You can negotiate your way out of deficiency
When negotiating a short sale, many lenders don’t voluntarily offer to release you of liability on the remaining balance of your loan — at least not for free. But you can ask to negotiate a waiver.
“I’ve never had a lender refuse to negotiate a settlement” to waive the borrower from deficiency, says Patty Da Silva, a real estate agent certified in distressed property assets and owner of Green Realty Properties in Davie, Fla.
Some lenders may ask you to sign a promissory note for at least a small portion of the balance, usually cents on the dollar, or they may ask for a lump sum. Sellers often are outraged when first presented this settlement offer, Da Silva says.
“The sellers sometimes forget they actually borrowed that money,” she says. In many cases, it is usually worth paying upfront to avoid future headaches.
“There is a price attached to the waiver of deficiency, but most of them are very tiny,” she says.
Talk to an attorney
Real estate agents who are experienced in short sales can coordinate the transaction with the bank and tell you what to expect of the process, but remember they are not lawyers.
“Most of the people who do short sales are doing it through the Realtors or people who claim to be short-sales specialists,” Ullman says. “But there are many issues that borrowers need to discuss that cannot be discussed with a short-sale specialist.”

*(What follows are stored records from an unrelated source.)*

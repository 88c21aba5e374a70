//! Configuration data structures and loading.
//!
//! The tracker is configured with a TOML file. Every field has a default, so
//! an empty (or missing) file yields a working public tracker on UDP port
//! 8080. Two environment variables override the file:
//!
//! - `UDP_TRACKER_CONFIG_TOML`: the whole TOML content, inline. Takes
//!   priority over the file.
//! - `UDP_TRACKER_CONFIG_TOML_PATH`: the file location.
//!
//! The default configuration:
//!
//! ```toml
//! log_level = "info"
//!
//! [udp_tracker]
//! bind_address = "0.0.0.0:8080"
//! num_threads = 4
//! socket_buffer_size = 5242880
//! allow_alternate_ip = false
//!
//! [policy]
//! announce_interval = 1800
//! peer_ttl = 3600
//! max_scrape_responses = 74
//! max_peers_per_announce_reply = 200
//! ```
use std::env;

use serde::{Deserialize, Serialize};
use thiserror::Error;

/// The whole TOML content. It has priority over the config file.
pub const ENV_VAR_CONFIG_TOML: &str = "UDP_TRACKER_CONFIG_TOML";

/// The config file location.
pub const ENV_VAR_CONFIG_TOML_PATH: &str = "UDP_TRACKER_CONFIG_TOML_PATH";

/// The default config file location.
pub const DEFAULT_CONFIG_TOML_PATH: &str = "./tracker.toml";

#[derive(Error, Debug)]
pub enum Error {
    #[error("unable to read config file {path}: {source}")]
    UnreadableFile {
        path: String,
        source: std::io::Error,
    },
    #[error("invalid config: {source}")]
    Invalid {
        #[from]
        source: toml::de::Error,
    },
}

#[derive(Serialize, Deserialize, PartialEq, Eq, Debug, Clone, Copy)]
#[serde(rename_all = "lowercase")]
pub enum LogLevel {
    Off,
    Error,
    Warn,
    Info,
    Debug,
    Trace,
}

impl LogLevel {
    #[must_use]
    pub fn to_level_filter(self) -> log::LevelFilter {
        match self {
            Self::Off => log::LevelFilter::Off,
            Self::Error => log::LevelFilter::Error,
            Self::Warn => log::LevelFilter::Warn,
            Self::Info => log::LevelFilter::Info,
            Self::Debug => log::LevelFilter::Debug,
            Self::Trace => log::LevelFilter::Trace,
        }
    }
}

/// The UDP server section.
#[derive(Serialize, Deserialize, PartialEq, Eq, Debug, Clone)]
pub struct UdpTracker {
    /// The address the tracker binds to, `ip:port`. Port `0` lets the
    /// operating system pick a free port.
    #[serde(default = "UdpTracker::default_bind_address")]
    pub bind_address: String,

    /// Number of worker threads serving requests.
    #[serde(default = "UdpTracker::default_num_threads")]
    pub num_threads: u32,

    /// Requested `SO_RCVBUF`/`SO_SNDBUF` size in bytes.
    #[serde(default = "UdpTracker::default_socket_buffer_size")]
    pub socket_buffer_size: usize,

    /// Honor the announce's `ip` field when non-zero instead of the
    /// datagram's source address. Off by default since it allows spoofing.
    #[serde(default = "UdpTracker::default_allow_alternate_ip")]
    pub allow_alternate_ip: bool,
}

impl Default for UdpTracker {
    fn default() -> Self {
        Self {
            bind_address: Self::default_bind_address(),
            num_threads: Self::default_num_threads(),
            socket_buffer_size: Self::default_socket_buffer_size(),
            allow_alternate_ip: Self::default_allow_alternate_ip(),
        }
    }
}

impl UdpTracker {
    fn default_bind_address() -> String {
        "0.0.0.0:8080".to_string()
    }

    fn default_num_threads() -> u32 {
        4
    }

    fn default_socket_buffer_size() -> usize {
        5 * 1024 * 1024
    }

    fn default_allow_alternate_ip() -> bool {
        false
    }
}

/// Swarm bookkeeping policy.
#[derive(Serialize, Deserialize, PartialEq, Eq, Debug, Clone)]
pub struct TrackerPolicy {
    /// Base announce interval in seconds returned to clients. The actual
    /// reply carries a uniform value in `[base - 120, base + 120]` to spread
    /// re-announces.
    #[serde(default = "TrackerPolicy::default_announce_interval")]
    pub announce_interval: u32,

    /// Maximum time in seconds a peer can stay silent before the reaper
    /// evicts it. Twice the announce interval by default.
    #[serde(default = "TrackerPolicy::default_peer_ttl")]
    pub peer_ttl: u32,

    /// Hard cap on the number of torrents answered in one scrape reply.
    /// Longer requests are truncated, not rejected.
    #[serde(default = "TrackerPolicy::default_max_scrape_responses")]
    pub max_scrape_responses: usize,

    /// Hard cap on the number of peers in one announce reply.
    #[serde(default = "TrackerPolicy::default_max_peers_per_announce_reply")]
    pub max_peers_per_announce_reply: usize,
}

impl Default for TrackerPolicy {
    fn default() -> Self {
        Self {
            announce_interval: Self::default_announce_interval(),
            peer_ttl: Self::default_peer_ttl(),
            max_scrape_responses: Self::default_max_scrape_responses(),
            max_peers_per_announce_reply: Self::default_max_peers_per_announce_reply(),
        }
    }
}

impl TrackerPolicy {
    fn default_announce_interval() -> u32 {
        1800
    }

    fn default_peer_ttl() -> u32 {
        2 * Self::default_announce_interval()
    }

    fn default_max_scrape_responses() -> usize {
        74
    }

    fn default_max_peers_per_announce_reply() -> usize {
        200
    }
}

/// The whole tracker configuration.
#[derive(Serialize, Deserialize, PartialEq, Eq, Debug, Clone, Default)]
pub struct Configuration {
    /// Logging threshold. `None` means `info`.
    #[serde(default)]
    pub log_level: Option<LogLevel>,

    #[serde(default)]
    pub udp_tracker: UdpTracker,

    #[serde(default)]
    pub policy: TrackerPolicy,
}

impl Configuration {
    /// Parses a configuration from TOML.
    ///
    /// # Errors
    ///
    /// Will return `Err` if the TOML is syntactically invalid or contains
    /// values of the wrong type.
    pub fn load_from_str(toml: &str) -> Result<Self, Error> {
        Ok(toml::from_str(toml)?)
    }

    /// Loads the configuration from the environment override or the config
    /// file. A missing file yields the defaults; an unreadable or invalid
    /// one is an error.
    ///
    /// # Errors
    ///
    /// Will return `Err` if an explicitly named config file cannot be read,
    /// or if the TOML (from either source) does not parse.
    pub fn load_from_env_or_file() -> Result<Self, Error> {
        if let Ok(toml) = env::var(ENV_VAR_CONFIG_TOML) {
            return Self::load_from_str(&toml);
        }

        match env::var(ENV_VAR_CONFIG_TOML_PATH) {
            Ok(path) => match std::fs::read_to_string(&path) {
                Ok(toml) => Self::load_from_str(&toml),
                Err(source) => Err(Error::UnreadableFile { path, source }),
            },
            Err(_) => match std::fs::read_to_string(DEFAULT_CONFIG_TOML_PATH) {
                Ok(toml) => Self::load_from_str(&toml),
                Err(_) => Ok(Self::default()),
            },
        }
    }
}

#[cfg(test)]
mod tests {
    use super::Configuration;

    #[test]
    fn an_empty_toml_should_yield_the_default_configuration() {
        let configuration = Configuration::load_from_str("").unwrap();

        assert_eq!(configuration, Configuration::default());
        assert_eq!(configuration.udp_tracker.bind_address, "0.0.0.0:8080");
        assert_eq!(configuration.udp_tracker.num_threads, 4);
        assert_eq!(configuration.policy.announce_interval, 1800);
        assert_eq!(configuration.policy.peer_ttl, 3600);
        assert_eq!(configuration.policy.max_scrape_responses, 74);
        assert_eq!(configuration.policy.max_peers_per_announce_reply, 200);
    }

    #[test]
    fn it_should_load_partial_overrides() {
        let toml = r#"
            log_level = "debug"

            [udp_tracker]
            bind_address = "127.0.0.1:6969"

            [policy]
            announce_interval = 900
        "#;

        let configuration = Configuration::load_from_str(toml).unwrap();

        assert_eq!(configuration.udp_tracker.bind_address, "127.0.0.1:6969");
        assert_eq!(configuration.udp_tracker.num_threads, 4);
        assert_eq!(configuration.policy.announce_interval, 900);
    }

    #[test]
    fn log_levels_should_map_onto_the_log_crate_filters() {
        let configuration = Configuration::load_from_str("log_level = \"warn\"").unwrap();

        assert_eq!(
            configuration.log_level.unwrap().to_level_filter(),
            log::LevelFilter::Warn
        );
    }

    #[test]
    fn it_should_reject_invalid_toml() {
        assert!(Configuration::load_from_str("[udp_tracker").is_err());
    }

    #[test]
    fn it_should_reject_values_of_the_wrong_type() {
        assert!(Configuration::load_from_str("[policy]\nannounce_interval = \"soon\"").is_err());
    }
}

Those issues range from potential tax implications to protecting other assets the borrower may own if the lender tries to collect the balance of the loan in the future.
If you don’t understand the contract you are signing or the potential consequences of a short sale, you should consult with a lawyer.
Keep up with HOA payments
If you are thinking about short selling your home, don’t stop paying your homeowners association dues. The fees can turn into a snowball and kill the sale, even if the buyer is willing to pay for the delinquent dues at closing.
“In short sales, there are a few problems that money cannot fix,” Da Silva says. In a regular sale or even with foreclosures, the seller or the bank pays any past dues owed to the HOA at closing so the buyer gets clear title of the property. But in a short sale, the seller’s lender wants to get every penny out of the transaction, Da Silva says.
She says it is so crucial for the seller to stay current on HOA and condo dues that she refuses to represent a seller who won’t keep up with the payments.
“Plus, you want to make sure the association is able to maintain the common areas so your house is saleable,” she says. “A short-sale property needs to be maintained. The power needs to be on; the grass needs to be cut. You don’t want your home to look like a foreclosure.”